# Your assignment
Word for word, repeat all of the entries.

(Records to process Opens)

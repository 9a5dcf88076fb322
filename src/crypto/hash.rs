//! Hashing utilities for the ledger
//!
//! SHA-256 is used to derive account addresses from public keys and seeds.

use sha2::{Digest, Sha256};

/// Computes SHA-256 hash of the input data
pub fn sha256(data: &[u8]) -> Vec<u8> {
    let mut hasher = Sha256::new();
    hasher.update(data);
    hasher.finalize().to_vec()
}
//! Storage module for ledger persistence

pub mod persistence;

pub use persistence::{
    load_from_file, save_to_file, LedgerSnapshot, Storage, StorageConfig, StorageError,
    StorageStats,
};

(Records to process Closes)

# Response to this task
repository 9a5dcf88076fb322
filename src/crypto/hash.rs
//! Hashing utilities for the ledger
//!
//! SHA-256 is used to derive account addresses from public keys and seeds.

use sha2::{Digest, Sha256};

/// Computes SHA-256 hash of the input data
pub fn sha256(data: &[u8]) -> Vec<u8> {
    let mut hasher = Sha256::new();
    hasher.update(data);
    hasher.finalize().to_vec()
}
//! Storage module for ledger persistence

pub mod persistence;

pub use persistence::{
    load_from_file, save_to_file, LedgerSnapshot, Storage, StorageConfig, StorageError,
    StorageStats,
};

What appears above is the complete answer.